ELLSBERG, Daniel
Secrets
(NY), Viking, (2002). A memoir of Ellsberg's watershed release of the Pentagon Papers to the New York Times during the Vietnam War, an act of civil disobedience for which he was charged with numerous felonies under the Espionage Act of 1917. (He was later acquitted due to government malfeasance in the case.) Inscribed by Ellsberg in the month prior to publication to Julia Butterfly Hill, best known for spending more than two years living in a 1000 year-old redwood tree in California to prevent it (and eventually all trees within a 200-foot radius) from being felled by the Pacific Lumber Company.

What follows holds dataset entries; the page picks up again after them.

//! Response Decoder
//!
//! Decodes inbound frames into typed messages. A decoder owns one fixed
//! buffer that every [`ResponseDecoder::init`] reuses; getters read fields
//! sequentially from offset 2 (after start marker and identifier) and stop at
//! the CRC trailer, so a short payload surfaces as a cursor error instead of
//! reading checksum bytes as data.

use std::fmt;

use byteorder::{BigEndian, LittleEndian};
use chrono::{NaiveDate, NaiveDateTime};
use serde::ser::{Serialize, SerializeStruct, Serializer};

use super::codec::from_hex;
use super::{BiuFlags, Cursor, FrameCodec, Identifier, ProtocolError, StaticStatusMode};

/// Size of the decode buffer
pub const DECODE_BUFFER_SIZE: usize = 256;

/// Offset of the first payload byte in a decoded frame
const PAYLOAD_OFFSET: usize = 2;

/// Static status payload length when the mode byte is mapped
const MODE_MAPPED_LEN: usize = 14;

/// BIU firmware and mode report
#[derive(Debug, Clone, Copy, PartialEq, Eq, Default)]
pub struct StaticStatus {
    /// Installed BIUs
    pub biu: BiuFlags,
    /// Firmware major version
    pub major_version: u8,
    /// Firmware minor version
    pub minor_version: u8,
    /// Device serial number
    pub serial: u64,
    /// SDLC protocol revision
    pub protocol_version: u8,
    /// Controller mode family and operating state
    pub mode: StaticStatusMode,
    /// Set when the report carries the mapped-mode byte
    pub is_mode_mapped: bool,
}

impl Serialize for StaticStatus {
    fn serialize<S: Serializer>(&self, serializer: S) -> Result<S::Ok, S::Error> {
        let mut s = serializer.serialize_struct("StaticStatus", 7)?;
        s.serialize_field("BIU", &self.biu.0)?;
        s.serialize_field("BIUMaskHO", &self.biu.to_string())?;
        s.serialize_field("MajorVersion", &self.major_version)?;
        s.serialize_field("MinorVersion", &self.minor_version)?;
        s.serialize_field("Serial", &format!("{:016x}", self.serial))?;
        s.serialize_field("ProtocolVersion", &self.protocol_version)?;
        s.serialize_field("Mode", &self.mode.to_string())?;
        s.end()
    }
}

/// BIU uptime and link health
#[derive(Debug, Clone, Copy, PartialEq, Eq, Default, serde::Serialize)]
pub struct DynamicStatus {
    /// Seconds since the last SDLC exchange
    pub since_last_comms: u32,
    /// Requests seen since the last report
    pub requested_count: u8,
    /// Whole days of uptime
    pub uptime_days: u8,
    /// Minutes of uptime within the current day
    pub uptime_in_6_min: u32,
    /// Fail-safe counter, present on 5 and 6 byte reports
    pub sdlc_fail_count: Option<u8>,
    /// UART failure counter, present on 6 byte reports
    pub uart_fail_count: Option<u8>,
    /// Set on 5 byte reports
    pub is_fail_safe_mapped: bool,
}

/// SDLC link error counters, already expanded with [`calc_count`]
#[derive(Debug, Clone, Copy, PartialEq, Eq, Default, serde::Serialize)]
pub struct SdlcDiagnostics {
    /// Frames shorter than the minimum
    pub short_frame_error: u32,
    /// Bad control field
    pub control_error: u32,
    /// Frame check failures
    pub crc_error: u32,
    /// Idle line errors
    pub idle_error: u32,
    /// UART framing errors
    pub framing_error: u32,
    /// Frames over the maximum length
    pub long_frame_error: u32,
}

/// BIU message counters
#[derive(Debug, Clone, Copy, PartialEq, Eq, Default, serde::Serialize)]
pub struct BiuDiagnostics {
    /// MMU load switch frames
    pub mmu_load_switch_counter: u8,
    /// Date/time broadcasts
    pub date_time_broadcast_counter: u8,
    /// One counter per BIU
    pub call_data_request_counter: [u8; 4],
    /// One counter per BIU
    pub reset_diagnostic_counter: [u8; 4],
    /// Service requests
    pub service_request_counter: u8,
    /// Reserved frame type
    pub reserved_counter: u8,
}

/// SIU message counters
#[derive(Debug, Clone, Copy, PartialEq, Eq, Default, serde::Serialize)]
pub struct SiuDiagnostics {
    /// Status requests
    pub status_counter: u8,
    /// Millisecond timer requests
    pub millisecond_counter: u8,
    /// Input configuration requests
    pub input_config_counter: u8,
    /// Raw input polls
    pub poll_raw_counter: u8,
    /// Filtered input polls
    pub poll_filtered_counter: u8,
    /// Transition buffer reads
    pub transition_buffer_counter: u8,
    /// Module identification requests
    pub module_id_counter: u8,
    /// Time and date requests
    pub time_date_counter: u8,
    /// Module description requests
    pub module_description_counter: u8,
}

/// Conflict monitor signal state
#[derive(Debug, Clone, Copy, PartialEq, Eq, Default)]
pub struct CmuFrame {
    /// Width selector for the three fields
    pub mode: StaticStatusMode,
    /// Green channel bits
    pub green: u32,
    /// Yellow channel bits
    pub yellow: u32,
    /// Red channel bits
    pub red: u32,
    /// 16 for TS2, 32 for ATC
    pub bit_width: u8,
}

impl fmt::Display for CmuFrame {
    fn fmt(&self, f: &mut fmt::Formatter<'_>) -> fmt::Result {
        if self.mode.is_ts2() {
            write!(
                f,
                "Mode: {}, Green: {:04x}, Yellow: {:04x}, Red: {:04x}",
                self.mode, self.green, self.yellow, self.red
            )
        } else {
            write!(
                f,
                "Mode: {}, Green: {:08x}, Yellow: {:08x}, Red: {:08x}",
                self.mode, self.green, self.yellow, self.red
            )
        }
    }
}

/// Expand a one-byte diagnostic counter.
///
/// Values up to 128 are exact; above that the counter is coarse,
/// `(raw - 127) * 128`.
pub fn calc_count(raw: u8) -> u32 {
    if raw < 129 {
        raw as u32
    } else {
        (raw as u32 - 127) * 128
    }
}

/// Decode responses into typed messages
pub struct ResponseDecoder {
    raw: [u8; DECODE_BUFFER_SIZE],
    len: usize,
}

impl ResponseDecoder {
    /// Empty decoder; call [`init`](Self::init) before any getter
    pub fn new() -> Self {
        Self {
            raw: [0u8; DECODE_BUFFER_SIZE],
            len: 0,
        }
    }

    /// Unframe a raw (escaped) frame into the owned buffer
    pub fn init(&mut self, frame: &[u8]) -> Result<(), ProtocolError> {
        self.len = 0;
        let decoded = FrameCodec::decode_into(frame, &mut self.raw)?;
        self.len = decoded.len();
        Ok(())
    }

    /// Unframe a frame given as a hex string
    pub fn init_from_hex(&mut self, hex: &str) -> Result<(), ProtocolError> {
        let frame = from_hex(hex).ok_or_else(|| ProtocolError::InvalidHex(hex.to_string()))?;
        self.init(&frame)
    }

    /// Decoded frame including markers and CRC
    pub fn frame(&self) -> &[u8] {
        &self.raw[..self.len]
    }

    /// Payload length of the decoded frame
    pub fn data_len(&self) -> usize {
        FrameCodec::data_len(self.frame())
    }

    /// Identifier of the current frame
    pub fn identifier(&self) -> Identifier {
        Identifier::from_byte(self.frame().get(1).copied().unwrap_or(0))
    }

    fn payload(&self) -> Cursor<&[u8]> {
        let limit = PAYLOAD_OFFSET + self.data_len();
        Cursor::reader(self.frame(), PAYLOAD_OFFSET, limit)
    }

    /// Decode a StaticStatus response
    pub fn static_status(&self) -> Result<StaticStatus, ProtocolError> {
        let mut cur = self.payload();
        let status = StaticStatus {
            biu: BiuFlags(cur.read_u8()),
            major_version: cur.read_u8(),
            minor_version: cur.read_u8(),
            serial: cur.read_u64::<LittleEndian>(),
            protocol_version: cur.read_u8(),
            mode: StaticStatusMode(cur.read_u8()),
            is_mode_mapped: self.data_len() == MODE_MAPPED_LEN,
        };
        cur.finish()?;
        Ok(status)
    }

    /// Trailing counters are keyed on payload length as the device firmware reports them:
    /// 5 bytes carry the fail-safe counter, 6 bytes add the UART counter.
    pub fn dynamic_status(&self) -> Result<DynamicStatus, ProtocolError> {
        let mut cur = self.payload();
        let mut status = DynamicStatus {
            since_last_comms: cur.read_u8() as u32 * 10,
            requested_count: cur.read_u8(),
            uptime_days: cur.read_u8(),
            uptime_in_6_min: cur.read_u8() as u32 * 6,
            ..Default::default()
        };

        match self.data_len() {
            5 => {
                status.sdlc_fail_count = Some(cur.read_u8());
                status.is_fail_safe_mapped = true;
            }
            6 => {
                status.sdlc_fail_count = Some(cur.read_u8());
                status.uart_fail_count = Some(cur.read_u8());
            }
            _ => {}
        }

        cur.finish()?;
        Ok(status)
    }

    /// Decode an SDLC diagnostics response
    pub fn sdlc_diagnostics(&self) -> Result<SdlcDiagnostics, ProtocolError> {
        let mut cur = self.payload();
        let diag = SdlcDiagnostics {
            short_frame_error: calc_count(cur.read_u8()),
            control_error: calc_count(cur.read_u8()),
            crc_error: calc_count(cur.read_u8()),
            idle_error: calc_count(cur.read_u8()),
            framing_error: calc_count(cur.read_u8()),
            long_frame_error: calc_count(cur.read_u8()),
        };
        cur.finish()?;
        Ok(diag)
    }

    /// Decode a BIU diagnostics response
    pub fn biu_diagnostics(&self) -> Result<BiuDiagnostics, ProtocolError> {
        let mut cur = self.payload();
        let mut diag = BiuDiagnostics {
            mmu_load_switch_counter: cur.read_u8(),
            date_time_broadcast_counter: cur.read_u8(),
            ..Default::default()
        };
        for counter in diag.call_data_request_counter.iter_mut() {
            *counter = cur.read_u8();
        }
        for counter in diag.reset_diagnostic_counter.iter_mut() {
            *counter = cur.read_u8();
        }
        diag.service_request_counter = cur.read_u8();
        diag.reserved_counter = cur.read_u8();

        cur.finish()?;
        Ok(diag)
    }

    /// Decode an SIU diagnostics response
    pub fn siu_diagnostics(&self) -> Result<SiuDiagnostics, ProtocolError> {
        let mut cur = self.payload();
        let diag = SiuDiagnostics {
            status_counter: cur.read_u8(),
            millisecond_counter: cur.read_u8(),
            input_config_counter: cur.read_u8(),
            poll_raw_counter: cur.read_u8(),
            poll_filtered_counter: cur.read_u8(),
            transition_buffer_counter: cur.read_u8(),
            module_id_counter: cur.read_u8(),
            time_date_counter: cur.read_u8(),
            module_description_counter: cur.read_u8(),
        };
        cur.finish()?;
        Ok(diag)
    }

    /// TS2 frames carry 16-bit signal fields, ATC frames 32-bit ones
    pub fn cmu_frame(&self) -> Result<CmuFrame, ProtocolError> {
        let mut cur = self.payload();
        let mode = StaticStatusMode(cur.read_u8());

        let frame = if mode.is_ts2() {
            CmuFrame {
                mode,
                green: cur.read_u16::<BigEndian>() as u32,
                yellow: cur.read_u16::<BigEndian>() as u32,
                red: cur.read_u16::<BigEndian>() as u32,
                bit_width: 16,
            }
        } else {
            CmuFrame {
                mode,
                green: cur.read_u32::<BigEndian>(),
                yellow: cur.read_u32::<BigEndian>(),
                red: cur.read_u32::<BigEndian>(),
                bit_width: 32,
            }
        };

        cur.finish()?;
        Ok(frame)
    }

    /// Decode a date/time broadcast.
    ///
    /// Fails with `InvalidDateTime` when the fields do not form a calendar date.
    pub fn date_time(&self) -> Result<NaiveDateTime, ProtocolError> {
        let mut cur = self.payload();
        let year = 2000 + cur.read_u8() as i32;
        let month = cur.read_u8() as u32;
        let day = cur.read_u8() as u32;
        let hour = cur.read_u8() as u32;
        let minute = cur.read_u8() as u32;
        let second = cur.read_u8() as u32;
        cur.finish()?;

        NaiveDate::from_ymd_opt(year, month, day)
            .and_then(|date| date.and_hms_opt(hour, minute, second))
            .ok_or(ProtocolError::InvalidDateTime {
                year,
                month,
                day,
                hour,
                minute,
                second,
            })
    }

    /// Status byte of an acknowledge
    pub fn acknowledge(&self) -> Result<u8, ProtocolError> {
        let mut cur = self.payload();
        let ack = cur.read_u8();
        cur.finish()?;
        Ok(ack)
    }
}

impl Default for ResponseDecoder {
    fn default() -> Self {
        Self::new()
    }
}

Inscribed: "Sept 28, 2002/ To Julia Butterfly Hill/ With my deepest respect and thanks for giving your all to save all life on this blue planet -- for 'casting your whole vote...your whole influence' (see p. 263)./ Dan Ellsberg." Page 263 is where Ellsberg quotes Thoreau's "Cast your whole vote, not a strip of paper merely, but your whole influence," citing its effect on him after the 1968 election that brought Nixon to power. In the months just prior to this inscription, Hill had been jailed in Ecuador for protesting an Occidental Petroleum pipeline that was destroying a virgin Andean cloud forest. A great association copy, linking two devout believers in, and practitioners of, civil disobedience. Fine in a fine dust jacket.